Read that investor list twice. There is no London growth fund on it, no American crossover investor, no sovereign vehicle from the Gulf. A growth round of this size for a Portuguese scale-up was priced and filled at home, with public capital sitting next to private funds. Owners who have been told for years that serious growth money lives in only two or three capitals should update that assumption, because Lisbon just proved otherwise.
Profit arrived before the cheque did
Bizay expects 2026 to be its first profitable year, on revenue set to pass 100 million dollars, roughly 88 million euros. Chief executive Sérgio Vieira presented the round as proof that the platform scales with economic discipline, and the sequencing backs him up. The company reached profitability on its own operations first and raised afterwards, which remains rare among European scale-ups at this stage of growth.
That order of events is the benchmark worth copying. European growth capital in 2026 pays for evidence: audited revenue, working unit economics, a dated path to profit. A company that can show all three can now close a Series D with domestic investors. A company that cannot will sit through much shorter meetings, whatever its pitch deck promises about the year after next.
Where the 55 million dollars is going
The stated uses of the money are three: accelerate operations in the United States, fund acquisitions across the customised-products market, and extend the AI systems that run catalogue management, production routing and customer support. For every other owner in this industry, the acquisition budget is the line that matters most, because it quietly turns a competitor into a potential buyer with fresh capital and a mandate to spend it.

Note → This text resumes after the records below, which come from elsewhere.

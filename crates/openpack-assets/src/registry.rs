//! The [`AssetRegistry`] trait: every balance, ownership, and mint
//! primitive the settlement core consumes.

use openpack_types::{AccountId, Card, Result};

/// External asset registry interface.
///
/// Implementations hold the actual balances and card tokens; the core
/// only moves them. All mutating calls are fallible and must be atomic:
/// on error, no partial transfer may survive.
///
/// Settlement also relies on a cross-call contract: it pre-checks the
/// payer's balance once for a purchase's combined value, then runs the
/// referrer and seller legs as separate `transfer` calls. A registry
/// must only fail `transfer` for insufficient balance (and token moves
/// only for unknown or unowned ids); rejecting a covered transfer for
/// any other reason can strand a purchase between legs.
pub trait AssetRegistry {
    /// Fungible balance of `account` in `asset`.
    fn balance_of(&self, asset: &str, account: AccountId) -> u64;

    /// Move `amount` fungible units of `asset` from `from` to `to`.
    ///
    /// Must succeed whenever `from` holds at least `amount`.
    fn transfer(&mut self, asset: &str, from: AccountId, to: AccountId, amount: u64) -> Result<()>;

    /// Current owner of a token, if it exists.
    fn owner_of(&self, asset: &str, token_id: u64) -> Option<AccountId>;

    /// Move a single token.
    fn transfer_token(
        &mut self,
        asset: &str,
        from: AccountId,
        to: AccountId,
        token_id: u64,
    ) -> Result<()>;

    /// Move the contiguous token range `[low, high)` in one call.
    ///
    /// Callers must not trust success blindly — a registry's batch path
    /// may misreport. Custody verifies ownership afterwards.
    fn batch_transfer(
        &mut self,
        asset: &str,
        from: AccountId,
        to: AccountId,
        low: u64,
        high: u64,
    ) -> Result<()>;

    /// Move an explicit token-id list in one call. Same trust caveat as
    /// [`AssetRegistry::batch_transfer`].
    fn list_transfer(
        &mut self,
        asset: &str,
        from: AccountId,
        to: AccountId,
        token_ids: &[u64],
    ) -> Result<()>;

    /// The id the next minted token of `asset` will receive.
    ///
    /// Used by callback escrow to predict the range a mint callback will
    /// fill, before the mint happens.
    fn next_token_id(&self, asset: &str) -> u64;

    /// Mint one token per card into `to`, returning the id range
    /// `[low, high)` actually minted. Emits the registry's `CardsMinted`
    /// record with the full prototype/quality sequence.
    fn mint_cards(&mut self, asset: &str, to: AccountId, cards: &[Card]) -> Result<(u64, u64)>;
}
//! Durable event records for the OpenPack audit trail.
//!
//! Every state-changing operation appends a typed [`Event`] to the owning
//! manager's [`EventLog`]. Logs are append-only and serializable; tests
//! and downstream indexers assert on them the way an indexer would consume
//! a ledger's event stream.

use serde::{Deserialize, Serialize};

use crate::{AccountId, CommitmentId, PurchaseId, Sku, Vault, VaultId};

/// A durable, indexable record of one state change.
#[derive(Debug, Clone, PartialEq, Eq, Serialize, Deserialize)]
pub enum Event {
    /// A purchase commitment was recorded.
    CommitmentRecorded {
        commitment_id: CommitmentId,
        buyer: AccountId,
        pack_quantity: u64,
    },
    /// Cards were minted; `protos` and `qualities` are index-aligned.
    CardsMinted {
        to: AccountId,
        protos: Vec<u16>,
        qualities: Vec<u8>,
    },
    /// Assets were taken into escrow custody.
    Escrowed { vault_id: VaultId, vault: Vault },
    /// A vault's payload was released to `to`.
    Released { vault_id: VaultId, to: AccountId },
    /// A purchase settled and produced a receipt.
    PurchaseSettled {
        purchase_id: PurchaseId,
        commitment_id: CommitmentId,
        sku: Sku,
        signer: AccountId,
        value: u64,
    },
    /// A settled payment was apportioned between seller and referrer.
    PaymentSplit {
        seller_share: u64,
        referrer_share: u64,
        referrer: Option<AccountId>,
    },
}

impl Event {
    /// Short tag for log lines.
    #[must_use]
    pub fn kind(&self) -> &'static str {
        match self {
            Self::CommitmentRecorded { .. } => "COMMITMENT_RECORDED",
            Self::CardsMinted { .. } => "CARDS_MINTED",
            Self::Escrowed { .. } => "ESCROWED",
            Self::Released { .. } => "RELEASED",
            Self::PurchaseSettled { .. } => "PURCHASE_SETTLED",
            Self::PaymentSplit { .. } => "PAYMENT_SPLIT",
        }
    }
}

/// Append-only event log kept by each stateful manager.
#[derive(Debug, Clone, Default, Serialize, Deserialize)]
pub struct EventLog {
    events: Vec<Event>,
}

impl EventLog {
    #[must_use]
    pub fn new() -> Self {
        Self::default()
    }

    /// Append an event. Events are never removed.
    pub fn emit(&mut self, event: Event) {
        self.events.push(event);
    }

    /// All events in emission order.
    #[must_use]
    pub fn all(&self) -> &[Event] {
        &self.events
    }

    /// Events matching the given kind tag, in emission order.
    pub fn of_kind<'a>(&'a self, kind: &'a str) -> impl Iterator<Item = &'a Event> {
        self.events.iter().filter(move |e| e.kind() == kind)
    }

    /// Number of events matching the given kind tag.
    #[must_use]
    pub fn count_of(&self, kind: &str) -> usize {
        self.of_kind(kind).count()
    }

    #[must_use]
    pub fn len(&self) -> usize {
        self.events.len()
    }

    #[must_use]
    pub fn is_empty(&self) -> bool {
        self.events.is_empty()
    }
}
//! The signed payment authorization — the off-chain half of a purchase.
//!
//! A [`Payment`] is produced by an authorized signing service after the
//! buyer has paid (by card, or by committing tokens). The signature covers
//! a canonical, domain-separated encoding of the processor identity, the
//! seller identity, the full order, and the payment parameters, so one
//! authorization cannot be replayed against a different processor, a
//! different seller, or a mutated order.

use serde::{Deserialize, Serialize};

use crate::{AccountId, Order};

/// Parameters the signer attaches to a payment authorization.
#[derive(Debug, Clone, Copy, PartialEq, Eq, Serialize, Deserialize)]
pub struct PaymentParams {
    /// Escrow period in seconds; `0` settles immediately.
    pub escrow_for: u64,
    /// Per-signer replay-prevention nonce, consumed on first use.
    pub nonce: u64,
    /// Authorized value; must equal the order's outstanding price.
    pub value: u64,
}

/// A signed payment authorization for one order.
#[derive(Debug, Clone, PartialEq, Eq, Serialize, Deserialize)]
pub struct Payment {
    /// The ed25519 public key that produced `signature`.
    pub signer: AccountId,
    /// Escrow period, nonce, and authorized value.
    pub params: PaymentParams,
    /// Ed25519 signature over [`Payment::signing_payload`].
    pub signature: Vec<u8>,
}

impl Payment {
    /// Canonical signing payload.
    ///
    /// Format: `"openpack:payment:v1:" || processor || seller || sku ||
    /// quantity || asset_recipient || change_recipient || total_price ||
    /// already_paid || currency || escrow_for || nonce || value`
    /// (integers little-endian).
    ///
    /// Binding the processor and seller identities prevents cross-contract
    /// replay of an otherwise valid authorization.
    #[must_use]
    pub fn signing_payload(
        processor: AccountId,
        seller: AccountId,
        order: &Order,
        params: &PaymentParams,
    ) -> Vec<u8> {
        let mut payload = Vec::with_capacity(192);
        payload.extend_from_slice(b"openpack:payment:v1:");
        payload.extend_from_slice(&processor.0);
        payload.extend_from_slice(&seller.0);
        payload.extend_from_slice(&order.sku.0);
        payload.extend_from_slice(&order.quantity.to_le_bytes());
        payload.extend_from_slice(&order.asset_recipient.0);
        payload.extend_from_slice(&order.change_recipient.0);
        payload.extend_from_slice(&order.total_price.to_le_bytes());
        payload.extend_from_slice(&order.already_paid.to_le_bytes());
        payload.push(order.currency as u8);
        payload.extend_from_slice(&params.escrow_for.to_le_bytes());
        payload.extend_from_slice(&params.nonce.to_le_bytes());
        payload.extend_from_slice(&params.value.to_le_bytes());
        payload
    }
}

/// Signing helper for tests and tooling. **Never ship signing keys with a node.**
#[cfg(any(test, feature = "test-helpers"))]
impl Payment {
    /// Produce a correctly signed payment for `order` with the given key.
    pub fn signed(
        key: &ed25519_dalek::SigningKey,
        processor: AccountId,
        seller: AccountId,
        order: &Order,
        params: PaymentParams,
    ) -> Self {
        use ed25519_dalek::Signer;
        let payload = Self::signing_payload(processor, seller, order, &params);
        let signature = key.sign(&payload);
        Self {
            signer: AccountId(key.verifying_key().to_bytes()),
            params,
            signature: signature.to_bytes().to_vec(),
        }
    }
}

Custom printing and promotional goods remain a cottage industry on both sides of the Atlantic, with thousands of local shops and regional distributors holding loyal customers and thin software. A profitable platform with new money is the natural consolidator of exactly those businesses. Anyone who owns one now has a new name on the list of plausible acquirers, and it carries a Lisbon address.
What consolidation means for the people buying merchandise
For the companies that buy packaging, signage and branded goods, consolidation usually delivers procurement that behaves like software: one catalogue, comparable prices, production placed close to the delivery point. Bizay prints through local partners rather than central plants, which cuts shipping cost and delivery time on cross-border orders. That is precisely the ground where legacy suppliers keep losing small-business customers, one late delivery at a time.

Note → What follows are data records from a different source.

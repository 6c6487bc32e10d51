//! The referral split: apportioning a settled payment between the
//! seller and an optional referrer.
//!
//! Shares are integer percent with truncation, and truncation always
//! favors the seller: the referrer share is floored, the seller takes
//! the remainder, and the two always sum to the settled value exactly.

use openpack_types::constants::{
    DEFAULT_REFERRER_SHARE_PERCENT, DEFAULT_SELLER_SHARE_PERCENT, SPLIT_DENOMINATOR,
};
use openpack_types::{AccountId, OpenpackError, Result};

/// Percentage split between seller and referrer.
#[derive(Debug, Clone, Copy)]
pub struct ReferralSplitter {
    seller_percent: u64,
    referrer_percent: u64,
}

impl Default for ReferralSplitter {
    fn default() -> Self {
        Self {
            seller_percent: u64::from(DEFAULT_SELLER_SHARE_PERCENT),
            referrer_percent: u64::from(DEFAULT_REFERRER_SHARE_PERCENT),
        }
    }
}

impl ReferralSplitter {
    /// A custom split. The two shares must sum to 100 percent.
    pub fn new(seller_percent: u64, referrer_percent: u64) -> Result<Self> {
        if seller_percent + referrer_percent != SPLIT_DENOMINATOR {
            return Err(OpenpackError::Internal(format!(
                "referral split {seller_percent}/{referrer_percent} does not sum to {SPLIT_DENOMINATOR}"
            )));
        }
        Ok(Self {
            seller_percent,
            referrer_percent,
        })
    }

    /// Split `amount` into `(seller_share, referrer_share)`.
    ///
    /// Without a referrer the seller takes everything.
    #[must_use]
    pub fn split(&self, amount: u64, referrer: Option<AccountId>) -> (u64, u64) {
        if referrer.is_none() {
            return (amount, 0);
        }
        let referrer_share = (u128::from(amount) * u128::from(self.referrer_percent)
            / u128::from(SPLIT_DENOMINATOR)) as u64;
        (amount - referrer_share, referrer_share)
    }
}

#[cfg(test)]
mod tests {
    use super::*;

    fn referrer() -> Option<AccountId> {
        Some(AccountId([4u8; 32]))
    }

    #[test]
    fn default_split_is_90_10() {
        let splitter = ReferralSplitter::default();
        assert_eq!(splitter.split(1000, referrer()), (900, 100));
    }

    #[test]
    fn no_referrer_means_no_split() {
        let splitter = ReferralSplitter::default();
        assert_eq!(splitter.split(1000, None), (1000, 0));
    }

    #[test]
    fn truncation_favors_the_seller() {
        let splitter = ReferralSplitter::default();
        // 10% of 1499 is 149.9; the referrer gets 149.
        assert_eq!(splitter.split(1499, referrer()), (1350, 149));
        assert_eq!(splitter.split(9, referrer()), (9, 0));
    }

    #[test]
    fn shares_always_sum_to_amount() {
        let splitter = ReferralSplitter::default();
        for amount in 0..1000u64 {
            let (seller, referral) = splitter.split(amount, referrer());
            assert_eq!(seller + referral, amount);
            assert_eq!(referral, amount * 10 / 100);
        }
    }

    #[test]
    fn invalid_split_rejected() {
        assert!(ReferralSplitter::new(80, 10).is_err());
        assert!(ReferralSplitter::new(95, 5).is_ok());
    }
}
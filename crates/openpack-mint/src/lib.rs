//! # openpack-mint
//!
//! The randomized-issuance half of the settlement core: an append-only
//! [`CommitmentLedger`] records what each purchase is owed, and the
//! [`CardIssuer`] later resolves each commitment exactly once into a
//! deterministic card draw.
//!
//! Randomness is split in two. The ledger seeds every commitment at
//! record time; the issuer adds reveal-time entropy at mint. The card
//! sequence is then a pure function of both halves (see [`DrawStream`]),
//! so no single party picks the outcome and any mint can be replayed
//! for audit.
//!
//! Every pack is post-processed by the rarity floor: at least one shiny
//! legendary and at least two rare-or-better cards, enforced by
//! upgrading drawn cards rather than re-rolling them.

pub mod draw;
pub mod issuer;
pub mod ledger;
pub mod seed;

pub use draw::DrawStream;
pub use issuer::CardIssuer;
pub use ledger::CommitmentLedger;
pub use seed::{FixedEntropy, OsEntropy, SeedSource};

Competitors should treat the round as a pricing signal. The scale player in this market is Cimpress, the American group behind Vistaprint, and it now faces a challenger that is profitable, state-backed and openly shopping for targets. Regional providers competing on relationships alone have perhaps two years to decide whether they sell, specialise or invest in software of their own.

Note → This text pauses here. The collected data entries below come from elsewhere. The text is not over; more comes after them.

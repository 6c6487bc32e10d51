//! Error types for the OpenPack settlement core.
//!
//! All errors use the `OP_ERR_` prefix convention for easy grepping in logs.
//! Error codes are grouped by subsystem:
//! - 1xx: Signature / payment authorization errors
//! - 2xx: Purchase errors
//! - 3xx: Escrow / vault errors
//! - 4xx: Commitment / mint errors
//! - 5xx: Asset / transfer errors
//! - 9xx: General / internal errors
//!
//! Every error is fatal to its operation: the enclosing operation performs
//! all checks before any mutation, so a returned error means no partial
//! state survives.

use thiserror::Error;

use crate::{CommitmentId, Sku, VaultId};

/// Central error enum for all OpenPack operations.
#[derive(Debug, Error)]
pub enum OpenpackError {
    // =================================================================
    // Signature / Payment Authorization Errors (1xx)
    // =================================================================
    /// The ed25519 signature on the payment did not verify.
    #[error("OP_ERR_100: Invalid payment signature: {reason}")]
    InvalidSignature { reason: String },

    /// The recovered signer's authorized value ceiling is below the payment value.
    #[error("OP_ERR_101: Signer not authorized: limit {limit}, payment value {value}")]
    SignerNotAuthorized { limit: u64, value: u64 },

    /// The (signer, nonce) pair was already consumed (replay prevention).
    #[error("OP_ERR_102: Replayed nonce {nonce} for signer {signer_hex}")]
    ReplayedNonce { signer_hex: String, nonce: u64 },

    // =================================================================
    // Purchase Errors (2xx)
    // =================================================================
    /// The calling seller contract is not approved for this SKU.
    #[error("OP_ERR_200: Seller not approved for {0}")]
    SellerNotApproved(Sku),

    /// The order's SKU does not match the SKU the seller is selling.
    #[error("OP_ERR_201: Unknown SKU: {0}")]
    UnknownSku(Sku),

    /// The payment value does not cover the outstanding order price.
    #[error("OP_ERR_202: Insufficient payment: expected {expected}, got {got}")]
    InsufficientPayment { expected: u64, got: u64 },

    /// The order failed structural validation (zero quantity, bad prices).
    #[error("OP_ERR_203: Invalid order: {reason}")]
    InvalidOrder { reason: String },

    // =================================================================
    // Escrow / Vault Errors (3xx)
    // =================================================================
    /// An asset transfer into or out of custody failed.
    #[error("OP_ERR_300: Transfer rejected: {reason}")]
    TransferRejected { reason: String },

    /// An escrow operation was re-entered while the custody mutex was held.
    #[error("OP_ERR_301: Reentrancy blocked: custody mutex is locked")]
    ReentrancyBlocked,

    /// The vault was already released (idempotency guard).
    #[error("OP_ERR_302: Vault already released: {0}")]
    VaultAlreadyReleased(VaultId),

    /// No vault exists with this identifier.
    #[error("OP_ERR_303: Vault not found: {0}")]
    VaultNotFound(VaultId),

    /// The caller is not the vault's releaser.
    #[error("OP_ERR_304: Caller is not the releaser of {0}")]
    NotReleaser(VaultId),

    /// The vault spec is structurally invalid (no payload, or ambiguous payload).
    #[error("OP_ERR_305: Invalid vault: {reason}")]
    InvalidVault { reason: String },

    // =================================================================
    // Commitment / Mint Errors (4xx)
    // =================================================================
    /// No commitment exists with this identifier.
    #[error("OP_ERR_400: Unknown commitment: {0}")]
    UnknownCommitment(CommitmentId),

    /// The commitment was already resolved (exactly-once guard).
    #[error("OP_ERR_401: Commitment already resolved: {0}")]
    AlreadyResolved(CommitmentId),

    // =================================================================
    // Asset / Transfer Errors (5xx)
    // =================================================================
    /// Not enough balance to perform the operation.
    #[error("OP_ERR_500: Insufficient balance: need {needed}, have {available}")]
    InsufficientBalance { needed: u64, available: u64 },

    /// The token id does not exist for this asset.
    #[error("OP_ERR_501: Unknown token {token_id} for asset {asset}")]
    UnknownToken { asset: String, token_id: u64 },

    /// The `from` account does not own the token being transferred.
    #[error("OP_ERR_502: Account does not own token {token_id} of asset {asset}")]
    NotTokenOwner { asset: String, token_id: u64 },

    // =================================================================
    // General / Internal (9xx)
    // =================================================================
    /// Unrecoverable internal error.
    #[error("OP_ERR_900: Internal error: {0}")]
    Internal(String),
}

/// Crate-wide `Result` alias.
pub type Result<T> = std::result::Result<T, OpenpackError>;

European money, Atlantic ambitions
Part of this Portuguese capital will be spent in America, on sales teams and possibly on acquisitions there. That deserves to be said plainly, because owners should judge deals on where the money lands, and some of this money lands abroad. The counterweight is that headquarters, platform engineering and the tax base stay in Lisbon, and the presence of Banco Português de Fomento on the cap table anchors public money to that arrangement for the long run.
The familiar script runs the other way: a European scale-up touches 100 million in revenue, sells to an American consolidator, and ownership, margin and decision rights leave with the deal. Bizay raising at home in order to buy abroad inverts that script. Owners across Europe have a direct interest in seeing more transactions shaped exactly like this one, in their own sector and their own country.